On the other hand, Liu et al. [9] proposed a novel convolutional neural network (CNN) architecture, namely FloorNet, to reconstruct the 3D floor plans by physically scanning the indoor spaces over a visual display. Concretely, a triple-branch hybrid design is implemented to simultaneously process the 3D coordinate points, 2D floor plan, and images captured, to form the final floor plan. Thus, a dataset that comprises 155 residential house layouts has been created. This work provides a reverse engineering solution on the floor plan image, whereby they did not process on the existing images; instead, they introduce a series of image analyses to generate a new floor plan image. The main intuition of this work is to cope with the absence of floor plan design problem, especially in the region like North America. Recently, an improved method that can generate the floor plan via 3D scanning with higher accuracy and higher speed is introduced by [10]. Specifically, the proposed pipeline, namely, Scan2Plan demonstrated outstanding results when evaluated on the publicly available Structured3D [11] and BKE [12] datasets.

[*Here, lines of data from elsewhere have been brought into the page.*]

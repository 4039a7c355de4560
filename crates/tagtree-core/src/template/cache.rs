//! Per-engine template cache keyed by call-site identity.

use std::cell::{Cell, RefCell};
use std::collections::HashMap;
use std::rc::Rc;

use super::{Template, TemplateId, TemplateSite, parser};
use crate::config::EngineConfig;
use crate::dom::Document;
use crate::error::Result;

/// Parsed templates, one per [`TemplateSite`]. Entries are never evicted.
///
/// Template trees live in a private document so parsing never shows up in
/// the mutation counters of the document being rendered into.
#[derive(Debug, Default)]
pub struct TemplateCache {
    document: Document,
    templates: RefCell<HashMap<TemplateId, Rc<Template>>>,
    parses: Cell<usize>,
}

impl TemplateCache {
    pub fn new() -> Self {
        Self::default()
    }

    /// Returns the template for `site`, parsing it on first use.
    pub fn get_or_parse(
        &self,
        site: &'static TemplateSite,
        config: &EngineConfig,
    ) -> Result<Rc<Template>> {
        let id = site.id();
        if let Some(template) = self.templates.borrow().get(&id) {
            log::trace!("cache hit for {id}");
            return Ok(Rc::clone(template));
        }

        let parsed = parser::parse(&self.document, site, config)?;
        self.parses.set(self.parses.get() + 1);
        log::debug!(
            "parsed {id}: {} holes, single root: {}",
            parsed.entries.len(),
            parsed.single_root
        );

        let template = Rc::new(Template {
            id,
            svg: site.is_svg(),
            content: parsed.content,
            entries: parsed.entries,
            single_root: parsed.single_root,
            markup: parsed.markup,
        });
        self.templates.borrow_mut().insert(id, Rc::clone(&template));
        Ok(template)
    }

    pub fn get(&self, id: TemplateId) -> Option<Rc<Template>> {
        self.templates.borrow().get(&id).cloned()
    }

    pub fn len(&self) -> usize {
        self.templates.borrow().len()
    }

    pub fn is_empty(&self) -> bool {
        self.templates.borrow().is_empty()
    }

    /// How many times a source was actually parsed.
    pub fn parse_count(&self) -> usize {
        self.parses.get()
    }
}
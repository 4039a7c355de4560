//! Incremental rendering of tagged templates into an in-memory DOM.
//!
//! Templates are written with [`html!`] or [`svg!`]: markup with `{}` holes,
//! followed by the values for this render. Each call site is parsed once;
//! rendering again with new values writes only what changed.
//!
//! ## Data flow
//!
//! ```text
//! html!(...) -> Hole ─┐
//!                     ├─> Renderer::render(container, hole)
//!                     │     └─> Instance::update
//!                     │           ├─> TemplateCache (parse once per site)
//!                     │           ├─> clone + resolve hole paths
//!                     │           └─> Binding::apply per hole
//!                     │                 ├─> attribute / property / listener writes
//!                     │                 └─> ContentSlot: text | node | nested hole | list
//!                     │                                                      └─> reconcile::diff
//!                     └─> container children replaced only when the root unit changes
//! ```
//!
//! ## Example
//!
//! ```ignore
//! use tagtree_core::{Document, Renderer, html};
//!
//! let renderer = Renderer::new(Document::new());
//! let root = renderer.document().create_element("main");
//! for count in 0..3 {
//!     renderer.render(&root, html!("<p class={}>clicked {} times</p>", "counter", count))?;
//! }
//! ```

pub mod binding;
pub mod config;
pub mod dom;
pub mod engine;
pub mod error;
pub mod fragment;
pub mod hole;
pub mod instance;
pub mod reconcile;
pub mod render;
pub mod template;
pub mod value;

// Re-export commonly used types
pub use binding::Updater;
pub use config::EngineConfig;
pub use dom::{Document, DomError, Event, EventListener, Handle, MutationCounts};
pub use engine::Engine;
pub use error::{Result, TagtreeError};
pub use fragment::{Fragment, Unit};
pub use hole::Hole;
pub use instance::Instance;
pub use render::{RenderInput, Renderer};
pub use template::{Template, TemplateCache, TemplateError, TemplateId, TemplateSite};
pub use value::{NodeRef, Value};
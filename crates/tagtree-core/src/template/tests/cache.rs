use std::rc::Rc;

use crate::config::EngineConfig;
use crate::template::{TemplateCache, TemplateSite};

static FIRST: TemplateSite = TemplateSite::html("<p>{}</p>");
static SECOND: TemplateSite = TemplateSite::html("<p>{}</p>");

#[test]
fn test_same_site_parses_once() {
    let cache = TemplateCache::new();
    let config = EngineConfig::default();

    let a = cache.get_or_parse(&FIRST, &config).unwrap();
    let b = cache.get_or_parse(&FIRST, &config).unwrap();

    assert!(Rc::ptr_eq(&a, &b));
    assert_eq!(cache.parse_count(), 1);
    assert_eq!(cache.len(), 1);
}

#[test]
fn test_identical_text_at_different_sites_parses_twice() {
    let cache = TemplateCache::new();
    let config = EngineConfig::default();

    let a = cache.get_or_parse(&FIRST, &config).unwrap();
    let b = cache.get_or_parse(&SECOND, &config).unwrap();

    assert_ne!(a.id(), b.id());
    assert!(!Rc::ptr_eq(&a, &b));
    assert_eq!(cache.parse_count(), 2);
}

#[test]
fn test_macro_site_is_stable_across_calls() {
    let cache = TemplateCache::new();
    let config = EngineConfig::default();

    for i in 0..5 {
        let hole = crate::html!("<li>{}</li>", i);
        let template = cache.get_or_parse(hole.site(), &config).unwrap();
        assert_eq!(template.hole_count(), 1);
    }

    assert_eq!(cache.parse_count(), 1);
}

#[test]
fn test_failed_parse_is_not_cached() {
    let cache = TemplateCache::new();
    let config = EngineConfig::default();
    let site = TemplateSite::leak("<p>{x}</p>", false);

    assert!(cache.get_or_parse(site, &config).is_err());
    assert!(cache.is_empty());
    assert_eq!(cache.get(site.id()).map(|t| t.hole_count()), None);
}
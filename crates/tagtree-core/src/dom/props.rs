//! Element properties.
//!
//! Properties are the script-side view of an element. Most of them reflect
//! an attribute; a few (`value`, `checked`, `selected`) hold live state that
//! starts out from the attribute but diverges once written. The table here
//! decides which names an element supports.

use super::stats::Mutation;
use super::{DomError, Handle};
use crate::value::Value;

#[derive(Debug, Clone, Copy, PartialEq, Eq)]
enum PropertyKind {
    /// Mirrors a string attribute.
    Reflect(&'static str),
    /// Mirrors a boolean attribute.
    Flag(&'static str),
    /// Live state seeded from the attribute of the same name.
    State,
    /// `textContent`.
    Text,
    /// `on<event>` handler slot.
    Handler,
    /// Arbitrary value stored on the element.
    Expando,
}

use PropertyKind::{Expando, Flag, Handler, Reflect, State, Text};

const GLOBAL: &[(&str, PropertyKind)] = &[
    ("id", Reflect("id")),
    ("title", Reflect("title")),
    ("lang", Reflect("lang")),
    ("dir", Reflect("dir")),
    ("className", Reflect("class")),
    ("slot", Reflect("slot")),
    ("tabIndex", Reflect("tabindex")),
    ("hidden", Flag("hidden")),
    ("textContent", Text),
];

const INPUT: &[(&str, PropertyKind)] = &[
    ("value", State),
    ("checked", State),
    ("name", Reflect("name")),
    ("type", Reflect("type")),
    ("placeholder", Reflect("placeholder")),
    ("min", Reflect("min")),
    ("max", Reflect("max")),
    ("step", Reflect("step")),
    ("disabled", Flag("disabled")),
    ("readOnly", Flag("readonly")),
    ("required", Flag("required")),
    ("multiple", Flag("multiple")),
];

const TEXTAREA: &[(&str, PropertyKind)] = &[
    ("value", State),
    ("name", Reflect("name")),
    ("placeholder", Reflect("placeholder")),
    ("rows", Reflect("rows")),
    ("cols", Reflect("cols")),
    ("disabled", Flag("disabled")),
    ("readOnly", Flag("readonly")),
    ("required", Flag("required")),
];

const SELECT: &[(&str, PropertyKind)] = &[
    ("value", State),
    ("name", Reflect("name")),
    ("disabled", Flag("disabled")),
    ("multiple", Flag("multiple")),
    ("required", Flag("required")),
];

const OPTION: &[(&str, PropertyKind)] = &[
    ("value", Reflect("value")),
    ("label", Reflect("label")),
    ("selected", State),
    ("disabled", Flag("disabled")),
];

const BUTTON: &[(&str, PropertyKind)] = &[
    ("name", Reflect("name")),
    ("type", Reflect("type")),
    ("value", Reflect("value")),
    ("disabled", Flag("disabled")),
];

const ANCHOR: &[(&str, PropertyKind)] = &[
    ("href", Reflect("href")),
    ("target", Reflect("target")),
    ("rel", Reflect("rel")),
    ("download", Reflect("download")),
];

const IMAGE: &[(&str, PropertyKind)] = &[
    ("src", Reflect("src")),
    ("alt", Reflect("alt")),
    ("width", Reflect("width")),
    ("height", Reflect("height")),
    ("loading", Reflect("loading")),
];

const FORM: &[(&str, PropertyKind)] = &[
    ("action", Reflect("action")),
    ("method", Reflect("method")),
    ("noValidate", Flag("novalidate")),
];

const LABEL: &[(&str, PropertyKind)] = &[("htmlFor", Reflect("for"))];

const MEDIA: &[(&str, PropertyKind)] = &[
    ("src", Reflect("src")),
    ("autoplay", Flag("autoplay")),
    ("controls", Flag("controls")),
    ("loop", Flag("loop")),
    ("muted", Flag("muted")),
];

const SOURCED: &[(&str, PropertyKind)] = &[("src", Reflect("src")), ("type", Reflect("type"))];

const OPENABLE: &[(&str, PropertyKind)] = &[("open", Flag("open"))];

const EVENT_HANDLERS: &[&str] = &[
    "onabort",
    "onblur",
    "onchange",
    "onclick",
    "oncontextmenu",
    "ondblclick",
    "onerror",
    "onfocus",
    "oninput",
    "onkeydown",
    "onkeypress",
    "onkeyup",
    "onload",
    "onmousedown",
    "onmouseenter",
    "onmouseleave",
    "onmousemove",
    "onmouseout",
    "onmouseover",
    "onmouseup",
    "onpointerdown",
    "onpointermove",
    "onpointerup",
    "onreset",
    "onscroll",
    "onsubmit",
    "ontoggle",
    "onwheel",
];

fn element_table(local: &str) -> &'static [(&'static str, PropertyKind)] {
    match local {
        "input" => INPUT,
        "textarea" => TEXTAREA,
        "select" => SELECT,
        "option" => OPTION,
        "button" => BUTTON,
        "a" | "area" => ANCHOR,
        "img" => IMAGE,
        "form" => FORM,
        "label" => LABEL,
        "audio" | "video" => MEDIA,
        "iframe" | "script" | "source" | "embed" | "track" => SOURCED,
        "details" | "dialog" => OPENABLE,
        _ => &[],
    }
}

impl Handle {
    fn property_kind(&self, name: &str) -> Option<PropertyKind> {
        let local = self.local_name()?;
        let known = GLOBAL
            .iter()
            .chain(element_table(local))
            .find(|(property, _)| *property == name)
            .map(|(_, kind)| *kind);
        known
            .or_else(|| EVENT_HANDLERS.contains(&name).then_some(Handler))
            .or_else(|| self.is_custom_element().then_some(Expando))
    }

    /// True when `name` is a built-in property of this element.
    pub fn supports_property(&self, name: &str) -> bool {
        self.property_kind(name).is_some_and(|kind| kind != Expando)
    }

    /// True when `name` holds live state seeded from its attribute, like
    /// `value` on inputs.
    pub fn is_state_property(&self, name: &str) -> bool {
        self.property_kind(name) == Some(State)
    }

    /// True when `set_property` would accept `name`. Custom elements accept
    /// any name.
    pub fn accepts_property(&self, name: &str) -> bool {
        self.property_kind(name).is_some()
    }

    /// Writes a property.
    ///
    /// # Errors
    ///
    /// [`DomError::UnknownProperty`] for names the element does not accept,
    /// [`DomError::InvalidPropertyValue`] for non-callable handler values.
    pub fn set_property(&self, name: &str, value: Value) -> Result<(), DomError> {
        let element = self.element().ok_or(DomError::NotAnElement)?;
        let kind = self
            .property_kind(name)
            .ok_or_else(|| DomError::UnknownProperty {
                element: element.name.local.to_string(),
                name: name.to_string(),
            })?;

        match kind {
            Reflect(attribute) => {
                if value.is_nullish() {
                    self.remove_attribute(attribute);
                    Ok(())
                } else {
                    self.set_attribute(attribute, &value.to_text())
                }
            }
            Flag(attribute) => self.toggle_attribute(attribute, value.is_truthy()).map(|_| ()),
            Text => self.set_text_content(&value.to_text()),
            Handler => match value {
                Value::Listener(_) => self.set_expando(name, value),
                other if other.is_nullish() => {
                    element.props.borrow_mut().remove(name);
                    self.record(Mutation::PropertySet);
                    Ok(())
                }
                other => Err(DomError::InvalidPropertyValue {
                    name: name.to_string(),
                    found: other.type_name(),
                }),
            },
            State | Expando => self.set_expando(name, value),
        }
    }

    /// Stores `value` under `name` without consulting the property table.
    pub fn set_expando(&self, name: &str, value: Value) -> Result<(), DomError> {
        let element = self.element().ok_or(DomError::NotAnElement)?;
        element.props.borrow_mut().insert(name.to_string(), value);
        self.record(Mutation::PropertySet);
        Ok(())
    }

    /// Reads a property. Reflected properties read their attribute; state
    /// properties fall back to it until written.
    pub fn property(&self, name: &str) -> Option<Value> {
        let element = self.element()?;
        let stored = element.props.borrow().get(name).cloned();
        match self.property_kind(name) {
            Some(Reflect(attribute)) => {
                Some(Value::from(self.get_attribute(attribute).unwrap_or_default()))
            }
            Some(Flag(attribute)) => Some(Value::Bool(self.has_attribute(attribute))),
            Some(Text) => Some(Value::from(self.text_content())),
            Some(State) => stored.or_else(|| {
                Some(match name {
                    "checked" | "selected" => Value::Bool(self.has_attribute(name)),
                    _ => Value::from(self.get_attribute(name).unwrap_or_default()),
                })
            }),
            Some(Handler) => stored.or(Some(Value::Null)),
            Some(Expando) | None => stored,
        }
    }

    /// Drops a stored property value, restoring attribute fallback.
    pub fn clear_property(&self, name: &str) {
        if let Some(element) = self.element() {
            element.props.borrow_mut().remove(name);
        }
    }
}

De las Heras et al. [13] designed a structural element recognition system to detect the wall and room from four datasets with different ground-truth characteristics. The proposed approach first extract the main entities using statistical segmentation, such as the walls, door, and windows. Then, the structural compositions of the building are identified and distinguished using an image recognition technique. The authors claimed that the proposed algorithm is adaptable to any graphical representation, as it can extract the structural elements without prior knowledge of the modeling conventions of the plan. Nevertheless, further analysis and classification regarding the type or function of the room are not presented in the work. On the other hand, Khade et al. [14] focused on extracting the outer shape of the floor plan. A series of algorithms is suggested, in which geometric features such as area, corners, quadrants, distance, slope, and angle are involved. To evaluate the robustness of the proposed framework, the experiments are tested on both the original and rotated images of a synthetic dataset.

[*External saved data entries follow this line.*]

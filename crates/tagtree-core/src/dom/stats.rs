//! Mutation accounting.
//!
//! Every write a [`Handle`](super::Handle) performs against a live parent is
//! counted here. Document fragments are staging areas: moving a node into
//! one counts as a removal, moving it back out counts as an insertion, and
//! shuffling nodes between fragments is free.

use serde::Serialize;
use std::cell::Cell;

#[derive(Debug, Clone, Copy, PartialEq, Eq)]
pub(crate) enum Mutation {
    Created,
    Inserted,
    Moved,
    Removed,
    AttributeSet,
    AttributeRemoved,
    DataWritten,
    PropertySet,
    ListenerAdded,
    ListenerRemoved,
}

#[derive(Debug, Default)]
pub(crate) struct MutationStats {
    counts: Cell<MutationCounts>,
}

impl MutationStats {
    pub(crate) fn record(&self, mutation: Mutation) {
        let mut counts = self.counts.get();
        let slot = match mutation {
            Mutation::Created => &mut counts.created,
            Mutation::Inserted => &mut counts.inserted,
            Mutation::Moved => &mut counts.moved,
            Mutation::Removed => &mut counts.removed,
            Mutation::AttributeSet => &mut counts.attributes_set,
            Mutation::AttributeRemoved => &mut counts.attributes_removed,
            Mutation::DataWritten => &mut counts.data_written,
            Mutation::PropertySet => &mut counts.properties_set,
            Mutation::ListenerAdded => &mut counts.listeners_added,
            Mutation::ListenerRemoved => &mut counts.listeners_removed,
        };
        *slot += 1;
        self.counts.set(counts);
    }

    pub(crate) fn snapshot(&self) -> MutationCounts {
        self.counts.get()
    }

    pub(crate) fn reset(&self) {
        self.counts.set(MutationCounts::default());
    }
}

/// A snapshot of the mutation counters of a [`Document`](super::Document).
#[derive(Debug, Clone, Copy, Default, PartialEq, Eq, Serialize)]
pub struct MutationCounts {
    /// Nodes created (including clones and imports).
    pub created: u64,
    /// Nodes placed under a live parent that were not under one before.
    pub inserted: u64,
    /// Nodes moved from one live position to another.
    pub moved: u64,
    /// Nodes taken out of a live parent.
    pub removed: u64,
    pub attributes_set: u64,
    pub attributes_removed: u64,
    /// Text or comment data writes.
    pub data_written: u64,
    /// Non-reflected property writes.
    pub properties_set: u64,
    pub listeners_added: u64,
    pub listeners_removed: u64,
}

impl MutationCounts {
    /// Counters accumulated after `earlier` was taken.
    pub fn since(&self, earlier: &MutationCounts) -> MutationCounts {
        MutationCounts {
            created: self.created.saturating_sub(earlier.created),
            inserted: self.inserted.saturating_sub(earlier.inserted),
            moved: self.moved.saturating_sub(earlier.moved),
            removed: self.removed.saturating_sub(earlier.removed),
            attributes_set: self.attributes_set.saturating_sub(earlier.attributes_set),
            attributes_removed: self.attributes_removed.saturating_sub(earlier.attributes_removed),
            data_written: self.data_written.saturating_sub(earlier.data_written),
            properties_set: self.properties_set.saturating_sub(earlier.properties_set),
            listeners_added: self.listeners_added.saturating_sub(earlier.listeners_added),
            listeners_removed: self.listeners_removed.saturating_sub(earlier.listeners_removed),
        }
    }

    /// Insertions, moves and removals.
    pub fn tree_operations(&self) -> u64 {
        self.inserted + self.moved + self.removed
    }

    /// Every counted write except node creation.
    pub fn writes(&self) -> u64 {
        self.tree_operations()
            + self.attributes_set
            + self.attributes_removed
            + self.data_written
            + self.properties_set
            + self.listeners_added
            + self.listeners_removed
    }

    /// True when nothing observable happened.
    pub fn is_quiet(&self) -> bool {
        self.created == 0 && self.writes() == 0
    }
}
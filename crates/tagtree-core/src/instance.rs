//! Template instances: one live copy of a template and its bindings.

use std::rc::Rc;

use crate::binding::Binding;
use crate::dom::DomError;
use crate::engine::Engine;
use crate::error::{Result, TagtreeError};
use crate::fragment::{Fragment, Unit};
use crate::hole::Hole;
use crate::template::{Template, TemplateId, path};

/// A rendered copy of a template.
///
/// The first [`update`](Instance::update) clones the template tree and
/// resolves every hole path. Later updates with the same template only
/// write changed values; a different template replaces everything.
#[derive(Default)]
pub struct Instance {
    template: Option<Rc<Template>>,
    unit: Option<Unit>,
    bindings: Vec<Binding>,
}

impl Instance {
    pub fn new() -> Self {
        Self::default()
    }

    /// Creates an instance and renders `hole` into it.
    pub fn create(engine: &Engine, hole: &Hole) -> Result<(Self, Unit)> {
        let mut instance = Self::new();
        let unit = instance.update(engine, hole)?;
        Ok((instance, unit))
    }

    pub fn template_id(&self) -> Option<TemplateId> {
        self.template.as_ref().map(|template| template.id())
    }

    /// The node or fragment this instance renders to, once created.
    pub fn unit(&self) -> Option<&Unit> {
        self.unit.as_ref()
    }

    /// Applies `hole`'s values, recreating the DOM first if `hole` belongs
    /// to a different template. Returns the unit to place.
    ///
    /// # Errors
    ///
    /// `ARITY_MISMATCH` when the value count differs from the hole count,
    /// plus any template, binding or DOM error raised while writing.
    pub fn update(&mut self, engine: &Engine, hole: &Hole) -> Result<Unit> {
        let reuse = self.template_id() == Some(hole.id());
        let template = match &self.template {
            Some(template) if reuse => Rc::clone(template),
            _ => engine.template(hole.site())?,
        };

        if hole.values().len() != template.hole_count() {
            return Err(TagtreeError::ArityMismatch {
                expected: template.hole_count(),
                actual: hole.values().len(),
            });
        }

        let unit = match (&self.unit, reuse) {
            (Some(unit), true) => unit.clone(),
            _ => self.instantiate(engine, template)?,
        };

        for (binding, value) in self.bindings.iter_mut().zip(hole.values()) {
            binding.apply(engine, value)?;
        }
        Ok(unit)
    }

    fn instantiate(&mut self, engine: &Engine, template: Rc<Template>) -> Result<Unit> {
        if let Some(previous) = self.template_id() {
            log::debug!("instance switching from {previous} to {}", template.id());
        }

        let root = engine.document().import_node(template.content(), true);

        // consecutive holes on one element share a path
        let mut bindings = Vec::with_capacity(template.hole_count());
        let mut last: Option<(&[usize], crate::dom::Handle)> = None;
        for entry in template.entries() {
            let node = match &last {
                Some((path, node)) if *path == entry.path.as_slice() => node.clone(),
                _ => path::resolve(&root, &entry.path)?,
            };
            last = Some((entry.path.as_slice(), node.clone()));
            bindings.push(Binding::new(node, entry.updater.clone()));
        }

        let unit = if template.is_single_root() {
            let node = root
                .first_child()
                .ok_or_else(|| DomError::PathNotFound { path: vec![0] })?;
            Unit::Node(node)
        } else {
            Unit::Fragment(Fragment::new(root)?)
        };

        self.bindings = bindings;
        self.unit = Some(unit.clone());
        self.template = Some(template);
        Ok(unit)
    }
}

Besides, [15] introduced a method to detect the elements of the walls and identify the key objects, as well as determining the characters from the floor plan images. The methodologies to accomplish this task are to adopt a fully convolutional network (FCN) model and an optical character recognition (OCR) technique. In brief, OCR is to retrieve meaningful room labeling. Experiments were carried out on two datasets, namely, a publicly available dataset (CVC-FP) and self-collected from the real-estate website. The experiments were performed on the datasets were wall segmentation, object detection (door, sliding door, kitchen oven, bathtub, sink, and toilet), and text recognition. Although promising wall segmentation was reported in the paper, the proposed approach did not compare to the state of the art. Besides, the number of testing samples to evaluate the object detection and text recognition performance was relatively few (50 images). Thus, this work does not provide conclusive empirical evidence to verify the effectiveness of the proposed method.

On another note, Ahmed et al. [16] recognized the room by differentiating the walls with different thicknesses (i.e., thick, medium, and thin). They also pointed out that the wall thickness (i.e., thin wall) greatly affected the wall detection and hence influenced the recognition performance. The following year, the same research group [17] presented an automatic system to analyze and label the architectural floor plans. Particularly, the SURF [18] feature descriptor is utilized to spot the building element in enhancing semantic information extraction. This paper extends the previous paper by dividing the rooms into several subpartitions for the cases of a shared room. However, there is some false detection especially when the text touched the graphics component. Later, Ahmed et al. [19] separated the wall and text in the image using simple morphological erosion and dilation techniques. As a result, a promising result of the recall of 99% is exhibited when evaluating 90 images. The prevalence performance mostly contributed to the success in removing the thin lines especially the text touching the lines.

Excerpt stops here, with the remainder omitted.